You may think that it is just the theme from Cheers, but to us it is our Haiti theme. There is a lot of talk right now about poverty tourism and the harm of short term missions. Traveling to Haiti with Hut Outreach is like being invited to a big family’s house for Thanksgiving. You aren’t trying to create a family, it’s already there, you are simply joining in.  It’s been nearly two decades since I first walked these dusty, rocky streets in Les Cayes, Haiti. Most of my adult life I have been a Haiti traveler. I have had the honor of introducing many people- hundreds – to Haiti. I’ve become bold in how I represent the trips though. “You will get more than you could ever give.” It’s true- if you go with an open heart you will learn, you will be changed. But please don’t go to Haiti for the wrong reasons. Don’t go to save them. Only Jesus can save them. Don’t go to teach them a better way unless you are an expert in something and willing to learn first, then speak. Don’t go to become grateful for what you have. Work on your gratitude at home first.
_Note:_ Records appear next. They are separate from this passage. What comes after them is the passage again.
//! Facts and fact keys.
//!
//! A fact is any value the surrounding application asserts into the engine.
//! The engine never inspects a fact's payload; it only relies on the fact's
//! key for identity (deduplication and retraction) and hands the fact back
//! to caller-supplied predicates, which downcast to the concrete type they
//! expect.

use std::any::Any;
use std::fmt;
use std::sync::Arc;

#[cfg(feature = "serde")]
use serde::{Deserialize, Serialize};

/// Unique identity of a fact within working memory.
///
/// Keys are cheap to clone (shared string storage) and are typically built
/// from a business primary key, e.g. `"User:42"` or `"Cart:101"`. Two
/// logically distinct facts must never share a key; the engine does not
/// detect aliasing.
#[derive(Clone, PartialEq, Eq, PartialOrd, Ord, Hash)]
#[cfg_attr(feature = "serde", derive(Serialize, Deserialize))]
pub struct FactKey(Arc<str>);

impl FactKey {
    /// Returns the key as a string slice.
    #[must_use]
    pub fn as_str(&self) -> &str {
        &self.0
    }
}

impl From<&str> for FactKey {
    fn from(s: &str) -> Self {
        Self(s.into())
    }
}

impl From<String> for FactKey {
    fn from(s: String) -> Self {
        Self(s.into())
    }
}

impl fmt::Display for FactKey {
    fn fmt(&self, f: &mut fmt::Formatter<'_>) -> fmt::Result {
        write!(f, "{}", self.0)
    }
}

impl fmt::Debug for FactKey {
    fn fmt(&self, f: &mut fmt::Formatter<'_>) -> fmt::Result {
        write!(f, "FactKey({})", self.0)
    }
}

/// The capability every asserted value must provide.
///
/// `key` must be unique per distinct fact instance for the lifetime of the
/// working memory. `as_any` exposes the concrete type to compiled
/// predicates; the standard implementation is `fn as_any(&self) -> &dyn Any
/// { self }`.
pub trait Fact: Any + fmt::Debug + Send + Sync {
    /// Returns the unique identity of this fact.
    fn key(&self) -> FactKey;

    /// Upcasts to [`Any`] for typed downcasting in predicates.
    fn as_any(&self) -> &dyn Any;
}

/// A reference-counted handle to a fact.
///
/// Facts are owned by the caller; the network only stores these shared
/// handles in its memories.
pub type SharedFact = Arc<dyn Fact>;

/// Synthetic fact emitted when an aggregation group reaches its threshold.
#[derive(Clone, Debug, PartialEq, Eq)]
#[cfg_attr(feature = "serde", derive(Serialize, Deserialize))]
pub struct AggregateResult {
    /// The group that crossed the threshold.
    pub group_key: String,
    /// The threshold count at the moment of emission.
    pub count: usize,
}

impl Fact for AggregateResult {
    fn key(&self) -> FactKey {
        format!("agg:{}", self.group_key).into()
    }

    fn as_any(&self) -> &dyn Any {
        self
    }
}
//! Terminal nodes: convert fully matched tokens into pending activations.

use std::sync::Arc;

use trellis_foundation::{SharedFact, Token};

use crate::node::Node;

/// The action a rule runs when it fires, given the matched token.
pub type RuleAction = Arc<dyn Fn(&Token) + Send + Sync>;

/// A 0-argument action closure bound over a specific matched token.
pub type ActivationAction = Box<dyn FnOnce() + Send>;

/// Receiver of activations produced by terminal nodes.
///
/// The agenda implements this; the trait keeps the network layer free of a
/// dependency on the scheduling layer.
pub trait ActivationSink: Send + Sync {
    /// Accepts a pending activation.
    fn add(
        &self,
        rule: &str,
        token: Token,
        action: ActivationAction,
        salience: i32,
        specificity: usize,
    );
}

/// Leaf of the network: hands each arriving token to the activation sink
/// as a pending rule firing.
///
/// Token retraction is a no-op by design: a pending activation is not
/// withdrawn when its token's underlying facts are retracted upstream.
/// Callers needing that behavior remove the activation from the agenda
/// explicitly.
pub struct TerminalNode {
    rule_name: String,
    sink: Arc<dyn ActivationSink>,
    action: RuleAction,
    salience: i32,
    specificity: usize,
}

impl TerminalNode {
    /// Creates a terminal node for the named rule.
    pub fn new(
        rule_name: impl Into<String>,
        sink: Arc<dyn ActivationSink>,
        action: RuleAction,
        salience: i32,
        specificity: usize,
    ) -> Self {
        Self {
            rule_name: rule_name.into(),
            sink,
            action,
            salience,
            specificity,
        }
    }

    /// The rule this terminal completes.
    #[must_use]
    pub fn rule_name(&self) -> &str {
        &self.rule_name
    }
}

impl Node for TerminalNode {
    fn assert_token(&self, token: &Token) {
        let action = self.action.clone();
        let bound = token.clone();
        self.sink.add(
            &self.rule_name,
            token.clone(),
            Box::new(move || (*action)(&bound)),
            self.salience,
            self.specificity,
        );
    }

    // Pending activations survive upstream retraction.
    fn retract_token(&self, _token: &Token) {}

    // Terminals never sit in the alpha layer.
    fn assert_fact(&self, _fact: &SharedFact) {}

    fn retract_fact(&self, _fact: &SharedFact) {}

    // Terminals are leaves.
    fn add_child(&self, _child: Arc<dyn Node>) {}
}
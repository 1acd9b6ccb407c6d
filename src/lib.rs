//! Trellis - Incremental forward-chaining rule engine
//!
//! This crate re-exports all layers of the Trellis system for convenient
//! access. For detailed documentation, see the individual layer crates.
//!
//! # Architecture
//!
//! ```text
//! Layer 2: trellis_engine     — Agenda, rule model, network compiler
//! Layer 1: trellis_network    — Matching nodes and memories
//! Layer 0: trellis_foundation — Core types (Fact, Token, Error)
//! ```

pub use trellis_engine as engine;
pub use trellis_foundation as foundation;
pub use trellis_network as network;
So, why go to Haiti? Go to learn. Go to see. Go to get out of your comfort zone and experience life in a new way. Go to fill a need that a Haitian cannot. Go to make new friends in another culture. Go to love babies and kids, to serve them food and give them hugs and smiles. Go to support new mothers in parenting and breastfeeding. Go to share your stories of encouragement.

Go to Haiti because it’s better than going to a bar! “Where everybody knows your name, and you’re always glad you came.”